Angesichts dieser Entwicklungen verharrten viele Parteien in ihren alten Strukturen. Das betrifft insbesondere die staatstragenden Parteien, die sich viele Jahre als Repräsentantinnen der Mitte begriffen haben. Es wird gerne von der Krise der Sozialdemokratie geschrieben. Konservative Parteien haben aber nicht weniger schwerwiegende Probleme. Das Erstarken der Neuen Rechten hat zu Erosionsprozessen innerhalb der konservativen Milieus geführt. Es entstand ein enormer Druck, sich dieser Herausforderung zu stellen. Sollte man entschieden auf Distanz zum außerparlamentarischen Diskurs des Rechtsextremismus gehen? Oder sich dessen Positionen zu eigen machen? Nirgends zeigte sich das im deutschsprachigen Raum deutlicher als in der Frage des Umgangs mit der »Flüchtlingskrise« 2015/16. Während ein Teil des konservativen Milieus (inner- wie außerparlamentarisch) im Konsens mit anderen gesellschaftlichen Akteur:innen versuchte, Lösungen zu finden, radikalisierte sich ein anderer und popularisierte sukzessive Positionen, die zuvor nur in der extremen Rechten zu hören waren. Fünf Jahre später raunt auch die österreichische Kanzlerpartei ÖVP in Presseaussendungen davon, dass mittels Masseneinwanderung die Mehrheitsverhältnisse im Land geändert werden sollen. Eine Aussage, die frappant an den von der Identitären Bewegung propagierten Verschwörungsmythos vom »Großen Austausch« erinnert, der just 2015/16 verbreitet wurde.

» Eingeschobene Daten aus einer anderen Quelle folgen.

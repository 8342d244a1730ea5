use clap::{Parser, Subcommand};
use hashchain::chain::Chain;
use hashchain::clock::FixedClock;
use tracing_subscriber::EnvFilter;

#[derive(Parser)]
#[command(
    name = "hashchain",
    version,
    about = "Append-only hash-linked chain of immutable records"
)]
struct Cli {
    /// Print debug logs (RUST_LOG overrides)
    #[arg(short, long, global = true)]
    verbose: bool,

    /// Stamp every block with this timestamp instead of the wall clock
    #[arg(long, global = true)]
    timestamp: Option<i64>,

    #[command(subcommand)]
    command: Commands,
}

#[derive(Subcommand)]
enum Commands {
    /// Append one block per payload and print the chain
    Append {
        /// Block payloads, in order
        #[arg(required = true)]
        data: Vec<String>,
        /// Print the chain as JSON
        #[arg(long)]
        json: bool,
    },
    /// Walk through an append, a stale fork and a tampered block
    Demo,
}

fn main() {
    let cli = Cli::parse();
    init_tracing(cli.verbose);

    let chain = match cli.timestamp {
        Some(ts) => Chain::with_clock(FixedClock(ts)),
        None => Chain::init(),
    };

    let result = match cli.command {
        Commands::Append { data, json } => cmd_append(chain, &data, json),
        Commands::Demo => cmd_demo(chain),
    };

    if let Err(e) = result {
        eprintln!("error: {}", e);
        std::process::exit(1);
    }
}

fn init_tracing(verbose: bool) {
    let default = if verbose { "hashchain=debug" } else { "hashchain=warn" };
    let filter = EnvFilter::try_from_default_env().unwrap_or_else(|_| EnvFilter::new(default));
    tracing_subscriber::fmt()
        .with_env_filter(filter)
        .with_writer(std::io::stderr)
        .init();
}

fn cmd_append(
    mut chain: Chain,
    data: &[String],
    json: bool,
) -> Result<(), Box<dyn std::error::Error>> {
    for d in data {
        chain.push(d.as_str())?;
    }
    chain.verify()?;
    if json {
        println!("{}", serde_json::to_string_pretty(chain.blocks())?);
    } else {
        print_chain(&chain);
    }
    Ok(())
}

fn cmd_demo(mut chain: Chain) -> Result<(), Box<dyn std::error::Error>> {
    let genesis = chain.genesis().clone();

    let b1 = chain.create_block(&genesis, "a");
    chain.append(b1)?;
    println!("appended 'a' on genesis (length {})", chain.len());

    let stale = chain.create_block(&genesis, "b");
    match chain.append(stale) {
        Ok(()) => return Err("stale block was accepted".into()),
        Err(e) => println!("rejected 'b' on genesis: {}", e),
    }

    let mut forged = chain.create_block(chain.tail(), "c");
    forged.data = b"c (edited)".to_vec();
    match chain.append(forged) {
        Ok(()) => return Err("tampered block was accepted".into()),
        Err(e) => println!("rejected tampered 'c': {}", e),
    }

    println!("length {}", chain.len());
    println!();
    print_chain(&chain);
    Ok(())
}

fn print_chain(chain: &Chain) {
    for block in chain {
        println!("{}", block);
    }
}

Diese Dynamik existiert nicht nur in Europa, sondern auch in den USA. Das permanente Entsetzen über das oft menschenverachtende Agieren Donald Trumps, dem es 2016 gelang, zum Präsidenten der Vereinigten Staaten von Amerika gewählt zu werden, wurde zur Normalität, und es verbreitete sich die Mär, das habe niemand ahnen können. Das stimmt natürlich nicht. Die Entwicklungen waren absehbar, und luzide Beobachter:innen haben sie vorhergesehen.

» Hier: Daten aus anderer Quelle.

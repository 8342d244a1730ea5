use chrono::Utc;

/// Source of block timestamps, in seconds since the Unix epoch.
pub trait Clock: Send + Sync {
    fn now(&self) -> i64;
}

/// Wall-clock time.
#[derive(Debug, Clone, Copy, Default)]
pub struct SystemClock;

impl Clock for SystemClock {
    fn now(&self) -> i64 {
        Utc::now().timestamp()
    }
}

/// A clock stuck at one instant (for testing / determinism).
#[derive(Debug, Clone, Copy, PartialEq, Eq)]
pub struct FixedClock(pub i64);

impl Clock for FixedClock {
    fn now(&self) -> i64 {
        self.0
    }
}
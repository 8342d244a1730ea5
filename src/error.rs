use crate::block::Digest;
use thiserror::Error;

/// Why a candidate block was refused by a tail.
#[derive(Error, Debug, Clone, PartialEq, Eq)]
pub enum ValidationError {
    /// Stored hash differs from the hash recomputed over the block's fields.
    #[error("Invalid hash: stored {} recomputed {}", hex::encode(.actual), hex::encode(.expected))]
    HashMismatch { expected: Digest, actual: Digest },

    /// Candidate does not point at the current tail.
    #[error(
        "Invalid previous hash: tail {} candidate {}",
        hex::encode(.expected),
        hex::encode(.actual)
    )]
    PrevHashMismatch { expected: Digest, actual: Digest },
}

#[derive(Error, Debug, Clone, PartialEq, Eq)]
pub enum ChainError {
    #[error("Block {index} failed verification: {source}")]
    InvalidBlock {
        index: usize,
        #[source]
        source: ValidationError,
    },
}

pub type Result<T> = std::result::Result<T, ChainError>;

Womit wir es hier zu tun haben, ist ein neues Phänomen: der radikalisierte Konservatismus. Wie ist es ihm gelungen, innerhalb kürzester Zeit die politische und mediale Arena, in der wir handeln, denken, diskutieren, umzubauen? Um zu klären, mit welchen Ideologien er verwandt ist und wogegen er sich abgrenzt, lohnt es sich, zunächst einen Blick auf die Entwicklung des »klassischen« Konservatismus und verwandter Strömungen zu richten.